[HELP] Integrity Data Check: Compare ETAG/md5 hash local to s3 Bucket


#1

Hi there guys, I’m having some issues trying to compare hashes (md5 or etag) from local files with a remote s3 bucket.
My files are bigger than 5Gb and this why this is why I’m uploading as multipart, but the flag:
–s3-chunk-size 100M
seems to not be working in current version (I guess if it was an independent branch from the original version…)

I have tried the following command, as the files uploaded are bigger that 5Gb and every sync to s3 is sloow.

rclone sync -vv --dump-headers --s3-chunk-size 100M origin_folder/ s3:s3-bucket/upload/

I have a Windows and many many files, so I have found so many python functions to achieve this but not a simple PowerShell to automatize that.
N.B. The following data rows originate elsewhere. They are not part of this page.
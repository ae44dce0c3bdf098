use std::path::Path;

use anyhow::{Context, Result, bail};
use clap::{Arg, ArgAction, ArgMatches, Command, value_parser};
use serde_json::Value;
use sfn_tester_harness::environment::DockerComposeEnvironment;
use sfn_tester_harness::{CallStubs, HarnessConfig, RetryTimeout, SetUpOptions, TestRunner, load_config, parse_definition};
use tracing::{info, warn};

#[tokio::main]
async fn main() -> Result<()> {
    init_tracing();
    let matches = build_cli().get_matches();

    match matches.subcommand() {
        Some(("rewrite", sub)) => run_rewrite(sub),
        Some(("compose", sub)) => run_compose(sub),
        Some(("run", sub)) => run_workflow(sub).await,
        _ => {
            build_cli().print_help()?;
            Ok(())
        }
    }
}

fn init_tracing() {
    let filter = std::env::var("RUST_LOG").unwrap_or_else(|_| "info".into());
    let _ = tracing_subscriber::fmt()
        .with_env_filter(filter)
        .with_writer(std::io::stderr)
        .try_init();
}

fn build_cli() -> Command {
    let definition = Arg::new("definition")
        .long("definition")
        .short('d')
        .required(true)
        .action(ArgAction::Set)
        .help("Path to the state machine definition (JSON)");
    let subnet = Arg::new("subnet")
        .long("subnet")
        .action(ArgAction::Set)
        .help("Address base of the docker network, for example 240.10.2.0");

    Command::new("sfn-tester")
        .about("Run Step Functions workflows locally against stubbed tasks")
        .subcommand(
            Command::new("rewrite")
                .about("Print the definition as the harness deploys it")
                .arg(definition.clone()),
        )
        .subcommand(
            Command::new("compose")
                .about("Print the docker compose file used to provision the environment")
                .arg(subnet.clone()),
        )
        .subcommand(
            Command::new("run")
                .about("Provision the environment, run the definition once and print the outcome")
                .arg(definition)
                .arg(
                    Arg::new("stubs")
                        .long("stubs")
                        .short('s')
                        .required(true)
                        .action(ArgAction::Set)
                        .help("Path to the stubs file (JSON or YAML), keyed by function name"),
                )
                .arg(Arg::new("input").long("input").short('i').action(ArgAction::Set).help("Path to the execution input (JSON)"))
                .arg(
                    Arg::new("timeout")
                        .long("timeout")
                        .action(ArgAction::Set)
                        .value_parser(value_parser!(u64))
                        .help("Execution timeout in milliseconds"),
                )
                .arg(
                    Arg::new("poll-interval")
                        .long("poll-interval")
                        .action(ArgAction::Set)
                        .value_parser(value_parser!(u64))
                        .help("Status poll interval in milliseconds"),
                )
                .arg(
                    Arg::new("retry-timeout")
                        .long("retry-timeout")
                        .action(ArgAction::Set)
                        .value_parser(["fresh", "remaining"])
                        .help("Budget of a cold-start retry: the full timeout again, or what is left of it"),
                )
                .arg(subnet),
        )
}

fn read_text(path: &str) -> Result<String> {
    std::fs::read_to_string(path).with_context(|| format!("failed to read {path}"))
}

fn load_definition(path: &str) -> Result<Value> {
    parse_definition(&read_text(path)?).with_context(|| format!("invalid definition in {path}"))
}

fn load_stubs(path: &str) -> Result<CallStubs> {
    let text = read_text(path)?;
    let is_yaml = Path::new(path)
        .extension()
        .and_then(|extension| extension.to_str())
        .is_some_and(|extension| matches!(extension, "yaml" | "yml"));
    if is_yaml {
        serde_yaml::from_str(&text).with_context(|| format!("invalid stubs in {path}"))
    } else {
        serde_json::from_str(&text).with_context(|| format!("invalid stubs in {path}"))
    }
}

fn run_rewrite(matches: &ArgMatches) -> Result<()> {
    let config = load_config()?;
    let path = matches.get_one::<String>("definition").context("--definition is required")?;
    let routed = config.rewriter().rewrite(&load_definition(path)?);
    println!("{}", serde_json::to_string_pretty(&routed)?);
    Ok(())
}

fn run_compose(matches: &ArgMatches) -> Result<()> {
    let config = load_config()?;
    let subnet = matches.get_one::<String>("subnet").map(String::as_str);
    let environment = DockerComposeEnvironment::new(config, subnet)?;
    print!("{}", environment.compose_yaml()?);
    Ok(())
}

async fn run_workflow(matches: &ArgMatches) -> Result<()> {
    let mut config: HarnessConfig = load_config()?;
    if let Some(timeout) = matches.get_one::<u64>("timeout") {
        config.execution_timeout_ms = *timeout;
    }
    if let Some(poll_interval) = matches.get_one::<u64>("poll-interval") {
        config.poll_interval_ms = *poll_interval;
    }
    if config.poll_interval_ms == 0 {
        bail!("--poll-interval must be greater than zero");
    }

    let definition_path = matches.get_one::<String>("definition").context("--definition is required")?;
    let stubs_path = matches.get_one::<String>("stubs").context("--stubs is required")?;
    let definition = load_definition(definition_path)?;
    let stubs = load_stubs(stubs_path)?;
    let input = match matches.get_one::<String>("input") {
        Some(path) => serde_json::from_str(&read_text(path)?).with_context(|| format!("invalid input in {path}"))?,
        None => Value::Object(Default::default()),
    };

    let set_up_options = SetUpOptions {
        environment_address_base: matches.get_one::<String>("subnet").cloned(),
    };
    let mut runner = TestRunner::set_up(config, set_up_options).await.context("failed to set up the environment")?;

    let mut options = runner.run_options();
    if matches.get_one::<String>("retry-timeout").map(String::as_str) == Some("remaining") {
        options = options.with_retry_timeout(RetryTimeout::Remaining);
    }
    info!(timeout_ms = options.timeout.as_millis(), "running definition");
    let result = runner.run(&stubs, &definition, &input, options).await;

    let report = runner.clean_up().await;
    if !report.is_clean() {
        warn!(failures = ?report.failures, "cleanup was incomplete");
    }
    runner.tear_down().await;

    let outcome = match result {
        Ok(outcome) => outcome,
        Err(error) => {
            if let Some(first) = error.failed_outcome() {
                println!("{}", serde_json::to_string_pretty(first)?);
            }
            return Err(error).context("run failed");
        }
    };
    println!("{}", serde_json::to_string_pretty(&outcome)?);
    Ok(())
}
Experienced users of rclone, How do you do check the Data Integrity from a remote file against the remote bucket in s3?

Thanks you very much folks!

Manu


#2

Hi there. Any help on this issue about ETAG on multipart files?


#3

What version are you using? rclone -V should tell you.

You don’t need to set chunk size any more - rclone figures it out adaptively.

If you try the latest beta you will find that rclone adds metadata chunked uploads so they retain their MD5SUM. Normally s3 doesn’t give chunked uploads an Etag which is an MD5.

You can then use rclone check to check the hashes between your local copy and the remote copy.


#4

My version installed on Mac is: 1.3.8
But I’m having issues in Windows and Linux as well.
I’m going to try with the beta version and see if in multipart uploads adds the md5 hash.
Thanks @ncw Nick!